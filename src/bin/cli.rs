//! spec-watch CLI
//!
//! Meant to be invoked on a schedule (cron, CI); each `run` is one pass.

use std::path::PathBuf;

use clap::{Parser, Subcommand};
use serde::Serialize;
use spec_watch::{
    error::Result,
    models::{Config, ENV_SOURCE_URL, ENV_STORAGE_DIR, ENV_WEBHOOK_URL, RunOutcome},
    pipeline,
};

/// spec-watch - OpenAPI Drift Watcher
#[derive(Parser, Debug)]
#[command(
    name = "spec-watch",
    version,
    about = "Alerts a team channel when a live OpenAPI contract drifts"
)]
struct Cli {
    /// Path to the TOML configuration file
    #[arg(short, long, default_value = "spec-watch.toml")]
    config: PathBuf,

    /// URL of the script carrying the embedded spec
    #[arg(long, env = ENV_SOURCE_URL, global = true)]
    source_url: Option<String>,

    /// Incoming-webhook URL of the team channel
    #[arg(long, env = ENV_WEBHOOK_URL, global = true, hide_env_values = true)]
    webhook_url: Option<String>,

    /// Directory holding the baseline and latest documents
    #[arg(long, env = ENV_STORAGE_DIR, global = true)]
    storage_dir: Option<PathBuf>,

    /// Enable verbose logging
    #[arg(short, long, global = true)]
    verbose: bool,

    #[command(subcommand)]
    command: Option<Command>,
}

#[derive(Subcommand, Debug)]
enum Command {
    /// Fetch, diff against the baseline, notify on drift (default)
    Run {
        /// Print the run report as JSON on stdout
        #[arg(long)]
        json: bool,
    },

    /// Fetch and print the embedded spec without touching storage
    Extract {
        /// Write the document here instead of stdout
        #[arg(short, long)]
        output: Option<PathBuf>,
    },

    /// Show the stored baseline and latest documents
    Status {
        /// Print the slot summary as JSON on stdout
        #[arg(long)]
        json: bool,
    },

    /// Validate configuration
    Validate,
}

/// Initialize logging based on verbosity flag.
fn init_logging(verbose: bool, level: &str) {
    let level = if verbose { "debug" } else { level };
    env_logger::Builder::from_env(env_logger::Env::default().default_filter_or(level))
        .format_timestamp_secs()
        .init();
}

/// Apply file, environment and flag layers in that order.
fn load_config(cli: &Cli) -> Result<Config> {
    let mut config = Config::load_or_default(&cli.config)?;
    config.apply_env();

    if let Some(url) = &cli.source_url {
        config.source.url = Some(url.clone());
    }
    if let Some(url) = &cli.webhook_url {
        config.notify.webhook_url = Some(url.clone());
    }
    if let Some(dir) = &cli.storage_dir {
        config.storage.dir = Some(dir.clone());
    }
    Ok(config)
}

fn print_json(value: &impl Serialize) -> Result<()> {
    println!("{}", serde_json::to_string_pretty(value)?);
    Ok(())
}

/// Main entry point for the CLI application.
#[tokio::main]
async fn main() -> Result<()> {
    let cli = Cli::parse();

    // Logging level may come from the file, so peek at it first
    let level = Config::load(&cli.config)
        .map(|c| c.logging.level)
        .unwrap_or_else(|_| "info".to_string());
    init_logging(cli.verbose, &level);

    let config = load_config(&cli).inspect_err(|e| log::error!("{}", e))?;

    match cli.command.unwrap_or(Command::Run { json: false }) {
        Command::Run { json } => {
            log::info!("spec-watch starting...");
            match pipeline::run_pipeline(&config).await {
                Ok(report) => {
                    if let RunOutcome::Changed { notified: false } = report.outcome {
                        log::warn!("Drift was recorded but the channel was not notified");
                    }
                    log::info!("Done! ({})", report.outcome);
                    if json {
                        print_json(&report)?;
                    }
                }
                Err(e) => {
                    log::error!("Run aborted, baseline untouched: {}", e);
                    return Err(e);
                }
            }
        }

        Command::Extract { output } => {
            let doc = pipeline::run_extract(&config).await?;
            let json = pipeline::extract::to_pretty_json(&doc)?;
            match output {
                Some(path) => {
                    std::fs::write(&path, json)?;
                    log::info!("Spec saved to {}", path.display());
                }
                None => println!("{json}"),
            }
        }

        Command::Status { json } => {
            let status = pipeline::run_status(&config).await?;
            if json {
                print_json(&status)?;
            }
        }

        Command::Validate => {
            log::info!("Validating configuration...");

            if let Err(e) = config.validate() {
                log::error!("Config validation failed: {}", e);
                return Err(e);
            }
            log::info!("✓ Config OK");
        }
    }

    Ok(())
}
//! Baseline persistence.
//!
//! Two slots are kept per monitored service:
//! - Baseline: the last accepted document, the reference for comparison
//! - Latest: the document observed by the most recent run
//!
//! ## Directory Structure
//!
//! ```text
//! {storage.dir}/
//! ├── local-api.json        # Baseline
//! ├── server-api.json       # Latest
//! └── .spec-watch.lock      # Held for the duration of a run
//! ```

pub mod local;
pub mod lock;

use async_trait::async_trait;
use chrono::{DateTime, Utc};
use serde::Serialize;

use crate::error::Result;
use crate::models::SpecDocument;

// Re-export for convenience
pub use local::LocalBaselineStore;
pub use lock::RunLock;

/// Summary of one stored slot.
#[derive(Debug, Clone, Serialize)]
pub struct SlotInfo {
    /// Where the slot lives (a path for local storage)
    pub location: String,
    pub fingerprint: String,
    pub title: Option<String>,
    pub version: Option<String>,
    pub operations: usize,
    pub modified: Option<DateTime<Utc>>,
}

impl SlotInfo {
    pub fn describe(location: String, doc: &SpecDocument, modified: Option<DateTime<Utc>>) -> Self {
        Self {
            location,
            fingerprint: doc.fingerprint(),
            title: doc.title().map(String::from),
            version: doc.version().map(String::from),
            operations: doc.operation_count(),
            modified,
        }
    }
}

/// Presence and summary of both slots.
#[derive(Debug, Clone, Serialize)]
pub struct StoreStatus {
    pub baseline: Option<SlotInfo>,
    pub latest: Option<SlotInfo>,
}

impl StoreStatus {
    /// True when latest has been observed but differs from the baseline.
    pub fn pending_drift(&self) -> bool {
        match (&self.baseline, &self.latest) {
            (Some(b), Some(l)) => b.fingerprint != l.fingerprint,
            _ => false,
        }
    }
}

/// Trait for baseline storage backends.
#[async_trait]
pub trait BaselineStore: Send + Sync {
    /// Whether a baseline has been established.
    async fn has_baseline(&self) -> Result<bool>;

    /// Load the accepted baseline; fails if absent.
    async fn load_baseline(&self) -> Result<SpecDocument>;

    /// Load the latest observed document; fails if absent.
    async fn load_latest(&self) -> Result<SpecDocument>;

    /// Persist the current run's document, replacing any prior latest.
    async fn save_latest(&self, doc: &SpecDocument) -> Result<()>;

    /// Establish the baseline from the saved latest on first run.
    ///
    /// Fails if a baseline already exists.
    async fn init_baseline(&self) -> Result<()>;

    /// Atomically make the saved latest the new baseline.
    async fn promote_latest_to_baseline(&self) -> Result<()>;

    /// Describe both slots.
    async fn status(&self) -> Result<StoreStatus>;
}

--

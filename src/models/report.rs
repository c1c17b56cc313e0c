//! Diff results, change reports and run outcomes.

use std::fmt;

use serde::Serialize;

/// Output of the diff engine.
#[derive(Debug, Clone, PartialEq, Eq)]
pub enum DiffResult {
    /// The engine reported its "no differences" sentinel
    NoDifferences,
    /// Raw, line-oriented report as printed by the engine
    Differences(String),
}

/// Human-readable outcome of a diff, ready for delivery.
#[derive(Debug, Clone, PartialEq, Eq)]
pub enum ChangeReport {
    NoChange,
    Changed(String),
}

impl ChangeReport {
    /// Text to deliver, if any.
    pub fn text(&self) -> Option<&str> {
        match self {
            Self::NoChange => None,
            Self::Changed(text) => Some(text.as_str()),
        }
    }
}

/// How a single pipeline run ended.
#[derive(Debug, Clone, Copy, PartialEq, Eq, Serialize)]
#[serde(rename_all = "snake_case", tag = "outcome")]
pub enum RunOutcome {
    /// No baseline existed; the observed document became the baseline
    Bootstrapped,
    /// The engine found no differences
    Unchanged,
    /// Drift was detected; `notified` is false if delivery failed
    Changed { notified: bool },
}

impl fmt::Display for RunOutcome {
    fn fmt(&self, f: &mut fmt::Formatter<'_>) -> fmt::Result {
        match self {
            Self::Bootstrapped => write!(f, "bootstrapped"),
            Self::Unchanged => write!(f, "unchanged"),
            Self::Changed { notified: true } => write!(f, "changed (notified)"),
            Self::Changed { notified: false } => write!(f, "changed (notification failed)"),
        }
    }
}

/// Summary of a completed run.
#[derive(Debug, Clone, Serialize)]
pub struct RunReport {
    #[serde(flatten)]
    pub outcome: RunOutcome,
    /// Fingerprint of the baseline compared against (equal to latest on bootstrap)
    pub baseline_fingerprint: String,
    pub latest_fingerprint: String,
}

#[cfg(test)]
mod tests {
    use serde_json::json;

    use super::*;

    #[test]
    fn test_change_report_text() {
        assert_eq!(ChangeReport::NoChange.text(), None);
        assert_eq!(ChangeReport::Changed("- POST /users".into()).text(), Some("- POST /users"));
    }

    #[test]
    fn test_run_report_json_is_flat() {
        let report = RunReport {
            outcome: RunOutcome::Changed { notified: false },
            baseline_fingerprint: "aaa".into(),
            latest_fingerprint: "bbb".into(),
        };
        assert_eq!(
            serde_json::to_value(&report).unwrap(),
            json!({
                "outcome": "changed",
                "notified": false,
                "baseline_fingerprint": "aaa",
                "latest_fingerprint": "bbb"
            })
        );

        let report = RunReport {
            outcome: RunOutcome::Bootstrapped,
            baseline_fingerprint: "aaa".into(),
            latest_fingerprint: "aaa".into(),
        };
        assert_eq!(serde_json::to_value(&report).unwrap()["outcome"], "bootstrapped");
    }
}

==

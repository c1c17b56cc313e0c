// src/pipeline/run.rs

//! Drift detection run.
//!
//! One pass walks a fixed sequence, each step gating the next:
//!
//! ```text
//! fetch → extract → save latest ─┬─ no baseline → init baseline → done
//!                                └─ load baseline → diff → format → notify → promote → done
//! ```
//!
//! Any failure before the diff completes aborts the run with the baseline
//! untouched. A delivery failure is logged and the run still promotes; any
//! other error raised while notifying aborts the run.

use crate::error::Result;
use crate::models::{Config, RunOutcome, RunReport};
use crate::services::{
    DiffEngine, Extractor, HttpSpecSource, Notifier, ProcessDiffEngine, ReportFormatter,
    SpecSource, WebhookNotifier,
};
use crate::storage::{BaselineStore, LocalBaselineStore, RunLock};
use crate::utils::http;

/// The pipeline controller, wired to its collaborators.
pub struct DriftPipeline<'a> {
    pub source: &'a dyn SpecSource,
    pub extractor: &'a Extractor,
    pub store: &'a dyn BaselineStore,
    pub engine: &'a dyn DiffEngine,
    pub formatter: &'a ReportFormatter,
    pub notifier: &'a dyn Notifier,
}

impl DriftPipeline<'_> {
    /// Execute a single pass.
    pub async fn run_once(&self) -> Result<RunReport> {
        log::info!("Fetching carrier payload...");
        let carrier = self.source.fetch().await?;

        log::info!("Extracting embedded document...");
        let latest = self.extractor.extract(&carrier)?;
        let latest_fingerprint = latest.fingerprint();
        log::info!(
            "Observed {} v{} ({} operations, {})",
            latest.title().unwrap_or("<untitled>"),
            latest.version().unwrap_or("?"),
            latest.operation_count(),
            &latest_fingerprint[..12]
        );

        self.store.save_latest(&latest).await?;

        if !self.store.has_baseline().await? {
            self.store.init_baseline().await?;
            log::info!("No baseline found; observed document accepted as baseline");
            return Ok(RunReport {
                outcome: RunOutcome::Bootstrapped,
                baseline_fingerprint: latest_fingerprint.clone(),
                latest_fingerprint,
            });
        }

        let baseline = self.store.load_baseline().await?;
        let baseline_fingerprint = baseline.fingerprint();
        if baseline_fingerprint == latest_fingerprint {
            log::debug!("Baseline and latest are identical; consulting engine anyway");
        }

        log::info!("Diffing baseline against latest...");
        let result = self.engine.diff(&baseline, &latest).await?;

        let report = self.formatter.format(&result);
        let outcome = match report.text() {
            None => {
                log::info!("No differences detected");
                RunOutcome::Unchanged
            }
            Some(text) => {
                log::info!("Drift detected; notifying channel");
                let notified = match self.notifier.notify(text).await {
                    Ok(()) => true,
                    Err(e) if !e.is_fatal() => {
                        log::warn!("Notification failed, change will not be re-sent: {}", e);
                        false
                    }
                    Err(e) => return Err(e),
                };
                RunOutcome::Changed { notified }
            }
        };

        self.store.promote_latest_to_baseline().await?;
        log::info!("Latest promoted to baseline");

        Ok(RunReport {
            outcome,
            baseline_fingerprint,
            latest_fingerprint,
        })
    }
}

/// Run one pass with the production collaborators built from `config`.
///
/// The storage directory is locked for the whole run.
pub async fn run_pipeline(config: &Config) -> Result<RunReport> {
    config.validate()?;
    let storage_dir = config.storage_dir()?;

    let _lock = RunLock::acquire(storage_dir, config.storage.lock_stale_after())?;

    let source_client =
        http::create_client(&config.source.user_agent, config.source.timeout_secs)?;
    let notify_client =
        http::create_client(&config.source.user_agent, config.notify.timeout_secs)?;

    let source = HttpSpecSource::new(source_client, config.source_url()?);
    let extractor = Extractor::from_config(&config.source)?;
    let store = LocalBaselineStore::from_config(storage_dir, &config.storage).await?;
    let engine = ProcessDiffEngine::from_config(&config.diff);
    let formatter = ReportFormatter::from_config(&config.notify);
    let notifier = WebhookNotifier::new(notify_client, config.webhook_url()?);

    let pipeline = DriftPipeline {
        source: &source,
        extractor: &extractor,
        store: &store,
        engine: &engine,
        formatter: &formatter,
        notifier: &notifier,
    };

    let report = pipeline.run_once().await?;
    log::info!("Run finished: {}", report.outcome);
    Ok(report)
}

# Problem
Only a number is needed here: how many lines of the data include the word "embedded"?

# Answer for the task
3